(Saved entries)
***

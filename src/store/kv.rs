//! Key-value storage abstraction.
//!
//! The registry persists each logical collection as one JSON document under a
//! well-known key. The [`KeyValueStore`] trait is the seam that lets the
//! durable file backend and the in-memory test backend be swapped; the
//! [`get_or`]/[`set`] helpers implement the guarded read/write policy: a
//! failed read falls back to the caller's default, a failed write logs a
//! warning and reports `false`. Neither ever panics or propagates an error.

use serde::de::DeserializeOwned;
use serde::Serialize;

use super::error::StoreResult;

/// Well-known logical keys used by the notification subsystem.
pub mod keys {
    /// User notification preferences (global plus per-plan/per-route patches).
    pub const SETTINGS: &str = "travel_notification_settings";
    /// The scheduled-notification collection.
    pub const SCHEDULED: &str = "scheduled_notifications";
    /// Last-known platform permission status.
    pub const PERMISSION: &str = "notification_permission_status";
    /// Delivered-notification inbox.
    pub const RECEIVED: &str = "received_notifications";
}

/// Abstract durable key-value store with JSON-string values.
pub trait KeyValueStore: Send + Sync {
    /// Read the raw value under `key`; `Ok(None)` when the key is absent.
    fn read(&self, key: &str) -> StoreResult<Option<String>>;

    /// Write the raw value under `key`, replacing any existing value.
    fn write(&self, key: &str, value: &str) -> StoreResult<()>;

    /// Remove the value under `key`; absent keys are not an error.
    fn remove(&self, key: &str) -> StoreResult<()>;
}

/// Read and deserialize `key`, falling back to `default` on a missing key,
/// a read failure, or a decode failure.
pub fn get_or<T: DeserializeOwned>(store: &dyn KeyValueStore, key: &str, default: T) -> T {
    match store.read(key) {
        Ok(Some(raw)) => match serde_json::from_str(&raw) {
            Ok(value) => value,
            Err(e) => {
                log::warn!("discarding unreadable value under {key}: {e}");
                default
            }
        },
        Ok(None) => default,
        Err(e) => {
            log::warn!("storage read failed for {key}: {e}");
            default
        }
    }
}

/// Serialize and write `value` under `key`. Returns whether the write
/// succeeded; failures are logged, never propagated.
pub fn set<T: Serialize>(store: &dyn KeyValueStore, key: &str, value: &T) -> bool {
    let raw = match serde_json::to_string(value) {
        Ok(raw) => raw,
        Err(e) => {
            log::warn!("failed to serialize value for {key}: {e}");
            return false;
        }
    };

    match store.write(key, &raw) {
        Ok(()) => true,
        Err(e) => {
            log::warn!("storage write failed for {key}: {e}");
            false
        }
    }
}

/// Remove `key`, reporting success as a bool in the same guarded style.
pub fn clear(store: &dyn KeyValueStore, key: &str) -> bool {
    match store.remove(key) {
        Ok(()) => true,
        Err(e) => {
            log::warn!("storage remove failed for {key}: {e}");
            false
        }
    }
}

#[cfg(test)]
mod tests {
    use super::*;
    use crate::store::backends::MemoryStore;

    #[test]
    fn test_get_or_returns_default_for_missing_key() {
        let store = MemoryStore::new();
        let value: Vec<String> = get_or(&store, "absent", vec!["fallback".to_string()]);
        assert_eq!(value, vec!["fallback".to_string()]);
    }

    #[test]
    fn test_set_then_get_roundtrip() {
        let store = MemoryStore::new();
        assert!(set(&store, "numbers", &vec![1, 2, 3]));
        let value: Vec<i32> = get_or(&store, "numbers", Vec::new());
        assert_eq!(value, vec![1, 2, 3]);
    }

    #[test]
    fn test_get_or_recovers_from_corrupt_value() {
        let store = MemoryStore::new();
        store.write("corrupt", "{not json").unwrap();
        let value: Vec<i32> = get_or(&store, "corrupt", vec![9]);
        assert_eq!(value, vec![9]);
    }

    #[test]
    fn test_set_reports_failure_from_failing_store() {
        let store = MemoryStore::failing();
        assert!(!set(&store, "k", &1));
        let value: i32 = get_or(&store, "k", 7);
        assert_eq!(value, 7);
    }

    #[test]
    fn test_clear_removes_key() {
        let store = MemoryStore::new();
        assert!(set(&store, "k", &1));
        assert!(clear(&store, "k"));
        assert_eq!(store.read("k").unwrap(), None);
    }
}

***

> _Task directions_
Scan the data above, find each line with "storage", and copy it.

> _Reply to the task_
//! Key-value storage abstraction.
            log::warn!("storage read failed for {key}: {e}");
            log::warn!("storage write failed for {key}: {e}");
            log::warn!("storage remove failed for {key}: {e}");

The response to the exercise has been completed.